AIM OF THE TASK: Your answer must hold only the lines below from the line containing "dispatched by a" through the line containing "sleep without ever", each reproduced exactly.

Data entries:
*-*-*

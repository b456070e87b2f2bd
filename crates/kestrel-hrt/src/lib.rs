//! High-resolution timing substrate for the kestrel driver framework.
//!
//! Everything time-related in the framework runs in one domain: microseconds
//! measured from a process-wide monotonic epoch ([`now_us`]). Periodic driver
//! callbacks are modelled as work items held by a [`WorkMgr`] registry and
//! dispatched by a single high-priority thread ([`HrtWorkQueue`]), so tens of
//! drivers multiplex onto one OS thread instead of one thread each.
//!
//! [`SyncObj`] is the wait/signal primitive shared with the device layer; its
//! generation protocol lets a waiter scan state and then sleep without ever
//! losing a signal delivered in between.

mod clock;
mod error;
mod queue;
mod registry;
mod rt;
mod sync;
mod work_item;

pub use clock::{now_us, Deadline};
pub use error::{HrtError, HrtResult};
pub use queue::HrtWorkQueue;
pub use registry::WorkMgr;
pub use sync::SyncObj;
pub use work_item::{PacingStats, WorkCallback, WorkHandle};
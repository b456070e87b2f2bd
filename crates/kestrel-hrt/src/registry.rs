//! Work handle registry.

use std::collections::HashMap;
use std::sync::atomic::{AtomicU32, Ordering};
use std::sync::{Arc, Mutex, MutexGuard};

use crate::queue::HrtWorkQueue;
use crate::work_item::{PacingStats, WorkCallback, WorkHandle, WorkItem};

/// Owns work item storage and mediates create/schedule/destroy against the
/// dispatcher queue.
///
/// Handles are opaque to callers; id 0 is reserved as [`WorkHandle::NONE`]
/// and real ids are never re-issued within a run.
pub struct WorkMgr {
    queue: Arc<HrtWorkQueue>,
    items: Mutex<HashMap<WorkHandle, Arc<WorkItem>>>,
    next_id: AtomicU32,
}

impl WorkMgr {
    pub fn new(queue: Arc<HrtWorkQueue>) -> Self {
        WorkMgr {
            queue,
            items: Mutex::new(HashMap::new()),
            next_id: AtomicU32::new(WorkHandle::FIRST_ID),
        }
    }

    fn lock_items(&self) -> MutexGuard<'_, HashMap<WorkHandle, Arc<WorkItem>>> {
        match self.items.lock() {
            Ok(guard) => guard,
            Err(poisoned) => poisoned.into_inner(),
        }
    }

    /// Allocates a work item and returns its freshly minted handle.
    pub fn create(&self, delay_us: u64, callback: WorkCallback) -> WorkHandle {
        let handle = WorkHandle::from_raw(self.next_id.fetch_add(1, Ordering::Relaxed));
        let item = Arc::new(WorkItem::new(handle, delay_us, callback));
        self.lock_items().insert(handle, item);
        handle
    }

    /// Destroys the item and overwrites the caller's handle with
    /// [`WorkHandle::NONE`].
    ///
    /// The item is de-queued from the dispatcher first, so a pending schedule
    /// can never fire a destroyed item. Idempotent for unknown or `NONE`
    /// handles. Destroy must not race a concurrent [`WorkMgr::schedule`] of
    /// the same handle; callers stop the producer first.
    pub fn destroy(&self, handle: &mut WorkHandle) {
        let taken = std::mem::replace(handle, WorkHandle::NONE);
        if taken.is_none() {
            return;
        }
        self.queue.remove_item(taken);
        self.lock_items().remove(&taken);
    }

    /// Hands the item to the dispatcher. False if the handle is unknown.
    pub fn schedule(&self, handle: WorkHandle) -> bool {
        let item = self.lock_items().get(&handle).cloned();
        match item {
            Some(item) => {
                self.queue.schedule_item(item);
                true
            }
            None => false,
        }
    }

    /// Retargets the delay used for subsequent scheduling of `handle`.
    ///
    /// An entry already sitting in the dispatcher keeps its current timing.
    pub fn set_delay(&self, handle: WorkHandle, delay_us: u64) -> bool {
        match self.lock_items().get(&handle) {
            Some(item) => {
                item.set_delay_us(delay_us);
                true
            }
            None => false,
        }
    }

    /// Pacing snapshot for a live item.
    pub fn stats(&self, handle: WorkHandle) -> Option<PacingStats> {
        self.lock_items().get(&handle).map(|item| item.snapshot_stats())
    }

    /// Clears the pacing counters of a live item.
    pub fn reset_stats(&self, handle: WorkHandle) -> bool {
        match self.lock_items().get(&handle) {
            Some(item) => {
                item.reset_stats();
                true
            }
            None => false,
        }
    }

    /// Number of live items.
    pub fn len(&self) -> usize {
        self.lock_items().len()
    }

    pub fn is_empty(&self) -> bool {
        self.len() == 0
    }

    /// Drops every stored item (shutdown path). The dispatcher queue is
    /// cleared separately.
    pub fn clear(&self) {
        self.lock_items().clear();
    }
}

#[cfg(test)]
mod tests {
    use super::*;

    fn mgr() -> (Arc<HrtWorkQueue>, WorkMgr) {
        let queue = HrtWorkQueue::start().expect("dispatcher start");
        let work_mgr = WorkMgr::new(Arc::clone(&queue));
        (queue, work_mgr)
    }

    #[test]
    fn handles_are_distinct_and_start_above_reserved_range() {
        let (queue, work_mgr) = mgr();
        let a = work_mgr.create(1_000, Box::new(|_| {}));
        let b = work_mgr.create(1_000, Box::new(|_| {}));
        let c = work_mgr.create(1_000, Box::new(|_| {}));
        assert!(a.raw() >= 1001);
        assert_ne!(a, b);
        assert_ne!(b, c);
        assert_ne!(a, c);
        assert!(!a.is_none());
        queue.shutdown();
        queue.join();
    }

    #[test]
    fn destroy_zeroes_the_handle_and_is_idempotent() {
        let (queue, work_mgr) = mgr();
        let mut handle = work_mgr.create(1_000, Box::new(|_| {}));
        assert_eq!(work_mgr.len(), 1);

        work_mgr.destroy(&mut handle);
        assert_eq!(handle, WorkHandle::NONE);
        assert!(work_mgr.is_empty());

        // Destroying the zeroed handle again is a no-op.
        work_mgr.destroy(&mut handle);
        assert_eq!(handle, WorkHandle::NONE);
        queue.shutdown();
        queue.join();
    }

    #[test]
    fn schedule_of_unknown_handle_reports_false() {
        let (queue, work_mgr) = mgr();
        assert!(!work_mgr.schedule(WorkHandle::NONE));
        let mut handle = work_mgr.create(1_000, Box::new(|_| {}));
        let stale = handle;
        work_mgr.destroy(&mut handle);
        assert!(!work_mgr.schedule(stale));
        queue.shutdown();
        queue.join();
    }

    #[test]
    fn stats_and_delay_follow_item_lifetime() {
        let (queue, work_mgr) = mgr();
        let mut handle = work_mgr.create(5_000, Box::new(|_| {}));
        assert!(work_mgr.stats(handle).is_some());
        assert!(work_mgr.set_delay(handle, 7_500));
        assert!(work_mgr.reset_stats(handle));

        work_mgr.destroy(&mut handle);
        assert_eq!(work_mgr.stats(WorkHandle::NONE), None);
        assert!(!work_mgr.set_delay(WorkHandle::NONE, 1));
        assert!(!work_mgr.reset_stats(WorkHandle::NONE));
        queue.shutdown();
        queue.join();
    }
}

*-*-*

RESPONSE FOR THIS EXERCISE:
//! dispatched by a single high-priority thread ([`HrtWorkQueue`]), so tens of
//! drivers multiplex onto one OS thread instead of one thread each.
//!
//! [`SyncObj`] is the wait/signal primitive shared with the device layer; its
//! generation protocol lets a waiter scan state and then sleep without ever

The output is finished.